Tech"My expectations were low when I asked the National Security Agency to cooperate with my story on the impact of Edward Snowden’s leaks on the tech industry. During the 1990s, I had been working on a book, Crypto, which dove deep into cryptography policy, and it took me years — years! — to get an interview with an employee crucial to my narrative. I couldn’t quote him, but he provided invaluable background on the Clipper Chip, an ill-fated NSA encryption runaround that purported to strike a balance between protecting personal privacy and maintaining national security.

Oh, and I was not permitted to interview my Crypto source at the agency’s headquarters in Fort Meade, Maryland.

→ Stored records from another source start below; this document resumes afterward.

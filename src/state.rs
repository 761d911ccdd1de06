use std::sync::Arc;

use servicehub_auth::{JwtConfig, TokenIssuer, TokenVerifier};
use servicehub_config::CorsConfig;

use crate::modules::accounts::{AccountStore, InMemoryAccountStore};

#[derive(Clone, Debug)]
pub struct AppState {
    pub token_verifier: Arc<TokenVerifier>,
    pub token_issuer: Arc<TokenIssuer>,
    pub accounts: Arc<dyn AccountStore>,
    pub cors_config: CorsConfig,
}

impl AppState {
    /// Builds state from explicit configuration; tests use this with a fixture secret.
    pub fn new(
        jwt_config: &JwtConfig,
        cors_config: CorsConfig,
        accounts: Arc<dyn AccountStore>,
    ) -> Self {
        Self {
            token_verifier: Arc::new(TokenVerifier::new(jwt_config)),
            token_issuer: Arc::new(TokenIssuer::new(jwt_config)),
            accounts,
            cors_config,
        }
    }
}

/// Loads configuration from the environment.
///
/// Fails if `JWT_SECRET` is unset; the server never starts with a default secret.
pub fn init_app_state() -> anyhow::Result<AppState> {
    let jwt_config = JwtConfig::from_env()?;
    tracing::info!(config = ?jwt_config, "JWT configuration loaded");

    Ok(AppState::new(
        &jwt_config,
        CorsConfig::from_env(),
        Arc::new(InMemoryAccountStore::new()),
    ))
}
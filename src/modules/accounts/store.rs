//! Account directory.
//!
//! Handlers talk to an [`AccountStore`] trait object held in
//! [`crate::state::AppState`]. The bundled [`InMemoryAccountStore`] keeps
//! accounts for the lifetime of the process.

use std::collections::HashMap;
use std::fmt;
use std::sync::{PoisonError, RwLock};

use anyhow::anyhow;
use chrono::Utc;
use servicehub_core::AppError;
use uuid::Uuid;

use super::model::{Account, NewAccount};

pub trait AccountStore: Send + Sync + fmt::Debug {
    /// Inserts a new account. Fails with 409 if the email is already registered.
    fn insert(&self, account: NewAccount) -> Result<Account, AppError>;

    fn find_by_email(&self, email: &str) -> Result<Option<Account>, AppError>;

    fn find_by_id(&self, id: Uuid) -> Result<Option<Account>, AppError>;
}

/// Emails are unique case-insensitively.
pub fn normalize_email(email: &str) -> String {
    email.trim().to_lowercase()
}

#[derive(Debug, Default)]
pub struct InMemoryAccountStore {
    accounts: RwLock<HashMap<Uuid, Account>>,
}

impl InMemoryAccountStore {
    pub fn new() -> Self {
        Self::default()
    }

    pub fn len(&self) -> usize {
        self.accounts
            .read()
            .unwrap_or_else(PoisonError::into_inner)
            .len()
    }

    pub fn is_empty(&self) -> bool {
        self.len() == 0
    }
}

impl AccountStore for InMemoryAccountStore {
    fn insert(&self, account: NewAccount) -> Result<Account, AppError> {
        let email = normalize_email(&account.email);
        let mut accounts = self
            .accounts
            .write()
            .unwrap_or_else(PoisonError::into_inner);

        if accounts.values().any(|existing| existing.email == email) {
            return Err(AppError::conflict(anyhow!(
                "User already exists with this email."
            )));
        }

        let account = Account {
            id: Uuid::new_v4(),
            name: account.name.trim().to_string(),
            email,
            password_hash: account.password_hash,
            role: account.role,
            phone: account.phone,
            location: account.location,
            created_at: Utc::now(),
        };
        accounts.insert(account.id, account.clone());

        Ok(account)
    }

    fn find_by_email(&self, email: &str) -> Result<Option<Account>, AppError> {
        let email = normalize_email(email);
        let accounts = self.accounts.read().unwrap_or_else(PoisonError::into_inner);
        Ok(accounts.values().find(|a| a.email == email).cloned())
    }

    fn find_by_id(&self, id: Uuid) -> Result<Option<Account>, AppError> {
        let accounts = self.accounts.read().unwrap_or_else(PoisonError::into_inner);
        Ok(accounts.get(&id).cloned())
    }
}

I was crushed; I had grown obsessed with the vaunted triple fence surrounding the restricted area and had climactic hopes that I’d get inside. Instead, the meet occurred just outside the headquarters’ heavily guarded perimeter, at the National Cryptologic Museum. (I did buy a cool NSA umbrella in the gift shop.)

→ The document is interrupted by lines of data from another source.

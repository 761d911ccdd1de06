use anyhow::anyhow;
use servicehub_auth::{AuthError, Identity, TokenIssuer, TokenPair, TokenVerifier};
use servicehub_core::{AppError, Role, hash_password, verify_password};
use tracing::{info, instrument, warn};
use uuid::Uuid;

use crate::modules::accounts::{AccountStore, NewAccount, UserProfile};

use super::model::{AuthPayload, LoginRequest, RegisterRequest};

const INVALID_CREDENTIALS: &str = "Invalid credentials.";

/// Carries an [`AuthError`]'s status and fixed message into an [`AppError`].
fn auth_failure(err: AuthError) -> AppError {
    AppError::new(err.status_code(), anyhow!(err.message()))
}

fn parse_subject(subject: &str) -> Result<Uuid, AuthError> {
    Uuid::parse_str(subject).map_err(|_| AuthError::InvalidCredential)
}

pub struct AuthService;

impl AuthService {
    #[instrument(skip(accounts, issuer, dto), fields(email = %dto.email))]
    pub fn register(
        accounts: &dyn AccountStore,
        issuer: &TokenIssuer,
        dto: RegisterRequest,
    ) -> Result<AuthPayload, AppError> {
        let account = accounts.insert(NewAccount {
            name: dto.name,
            email: dto.email,
            password_hash: hash_password(&dto.password)?,
            role: dto.role.unwrap_or(Role::Customer),
            phone: dto.phone,
            location: dto.location,
        })?;

        let tokens = issuer.issue_pair(&account.id.to_string(), account.role)?;
        info!(user_id = %account.id, role = %account.role, "Account registered");

        Ok(AuthPayload::new(UserProfile::from(&account), tokens))
    }

    #[instrument(skip(accounts, issuer, dto), fields(email = %dto.email))]
    pub fn login(
        accounts: &dyn AccountStore,
        issuer: &TokenIssuer,
        dto: LoginRequest,
    ) -> Result<AuthPayload, AppError> {
        let Some(account) = accounts.find_by_email(&dto.email)? else {
            warn!("Login attempt for unknown email");
            return Err(AppError::unauthorized(anyhow!(INVALID_CREDENTIALS)));
        };

        if !verify_password(&dto.password, &account.password_hash)? {
            warn!(user_id = %account.id, "Login attempt with wrong password");
            return Err(AppError::unauthorized(anyhow!(INVALID_CREDENTIALS)));
        }

        let tokens = issuer.issue_pair(&account.id.to_string(), account.role)?;
        info!(user_id = %account.id, "Login successful");

        Ok(AuthPayload::new(UserProfile::from(&account), tokens))
    }

    /// Exchanges a refresh token for a fresh pair.
    ///
    /// The new tokens carry the account's current role, not the role baked
    /// into the presented refresh token.
    #[instrument(skip_all)]
    pub fn refresh(
        accounts: &dyn AccountStore,
        verifier: &TokenVerifier,
        issuer: &TokenIssuer,
        refresh_token: Option<&str>,
    ) -> Result<TokenPair, AppError> {
        let refresh_token = refresh_token
            .map(str::trim)
            .filter(|token| !token.is_empty())
            .ok_or_else(|| AppError::bad_request(anyhow!("Refresh token is required.")))?;

        let claims = verifier.verify_refresh(refresh_token).map_err(auth_failure)?;
        let user_id = parse_subject(&claims.sub).map_err(auth_failure)?;

        let account = accounts.find_by_id(user_id)?.ok_or_else(|| {
            warn!(user_id = %user_id, "Refresh token for missing account");
            auth_failure(AuthError::InvalidCredential)
        })?;

        issuer.issue_pair(&account.id.to_string(), account.role)
    }

    #[instrument(skip(accounts), fields(user_id = %identity.subject()))]
    pub fn current_user(
        accounts: &dyn AccountStore,
        identity: &Identity,
    ) -> Result<UserProfile, AppError> {
        let not_found = || AppError::not_found(anyhow!("User not found."));

        let user_id = Uuid::parse_str(identity.subject()).map_err(|_| not_found())?;
        let account = accounts.find_by_id(user_id)?.ok_or_else(not_found)?;

        Ok(UserProfile::from(&account))
    }
}

#[cfg(test)]
mod tests {
    use super::*;
    use axum::http::StatusCode;
    use servicehub_auth::JwtConfig;

    use crate::modules::accounts::InMemoryAccountStore;

    fn fixtures() -> (InMemoryAccountStore, TokenIssuer, TokenVerifier) {
        let config = JwtConfig::new("service-test-secret");
        (
            InMemoryAccountStore::new(),
            TokenIssuer::new(&config),
            TokenVerifier::new(&config),
        )
    }

    fn register_dto(email: &str, role: Option<Role>) -> RegisterRequest {
        RegisterRequest {
            name: "Ada".to_string(),
            email: email.to_string(),
            password: "s3cret-pass".to_string(),
            role,
            phone: None,
            location: None,
        }
    }

    #[test]
    fn test_register_defaults_to_customer() {
        let (accounts, issuer, verifier) = fixtures();
        let payload =
            AuthService::register(&accounts, &issuer, register_dto("a@example.com", None)).unwrap();

        assert_eq!(payload.user.role, Role::Customer);
        let identity = verifier.verify(&payload.access_token).unwrap();
        assert_eq!(identity.subject(), payload.user.id.to_string());
        assert_eq!(identity.role(), Role::Customer);
    }

    #[test]
    fn test_login_failures_share_one_message() {
        let (accounts, issuer, _) = fixtures();
        AuthService::register(&accounts, &issuer, register_dto("b@example.com", None)).unwrap();

        let attempts = [("b@example.com", "wrong"), ("nobody@example.com", "s3cret-pass")];
        for (email, password) in attempts {
            let err = AuthService::login(
                &accounts,
                &issuer,
                LoginRequest {
                    email: email.to_string(),
                    password: password.to_string(),
                },
            )
            .unwrap_err();
            assert_eq!(err.status, StatusCode::UNAUTHORIZED);
            assert_eq!(err.error.to_string(), INVALID_CREDENTIALS);
        }
    }

    #[test]
    fn test_refresh_requires_token() {
        let (accounts, issuer, verifier) = fixtures();
        for token in [None, Some(""), Some("  ")] {
            let err = AuthService::refresh(&accounts, &verifier, &issuer, token).unwrap_err();
            assert_eq!(err.status, StatusCode::BAD_REQUEST);
            assert_eq!(err.error.to_string(), "Refresh token is required.");
        }
    }

    #[test]
    fn test_refresh_rejects_access_token() {
        let (accounts, issuer, verifier) = fixtures();
        let payload =
            AuthService::register(&accounts, &issuer, register_dto("c@example.com", None)).unwrap();

        let err = AuthService::refresh(&accounts, &verifier, &issuer, Some(&payload.access_token))
            .unwrap_err();
        assert_eq!(err.status, StatusCode::UNAUTHORIZED);
        assert_eq!(err.error.to_string(), "Invalid token.");
    }

    #[test]
    fn test_refresh_for_unknown_account_is_invalid() {
        let (accounts, issuer, verifier) = fixtures();
        let orphan = issuer
            .issue_refresh_token(&Uuid::new_v4().to_string(), Role::Provider)
            .unwrap();

        let err = AuthService::refresh(&accounts, &verifier, &issuer, Some(&orphan)).unwrap_err();
        assert_eq!(err.status, StatusCode::UNAUTHORIZED);
    }

    #[test]
    fn test_current_user_unknown_subject() {
        let (accounts, issuer, verifier) = fixtures();
        let token = issuer
            .issue_access_token(&Uuid::new_v4().to_string(), Role::Customer)
            .unwrap();
        let identity = verifier.verify(&token).unwrap();

        let err = AuthService::current_user(&accounts, &identity).unwrap_err();
        assert_eq!(err.status, StatusCode::NOT_FOUND);
        assert_eq!(err.error.to_string(), "User not found.");
    }
}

This time around, the NSA’s initial comeback was discouraging. The public relations person suggested that perhaps some unidentified officials could provide written responses to a few questions I submitted. A bit later, an agency rep indicated there was the possibility of a phone conversation. But then, rather suddenly, I was asked if I would be interested in an actual visit to meet with a few key officials. And could I do it… later that week?"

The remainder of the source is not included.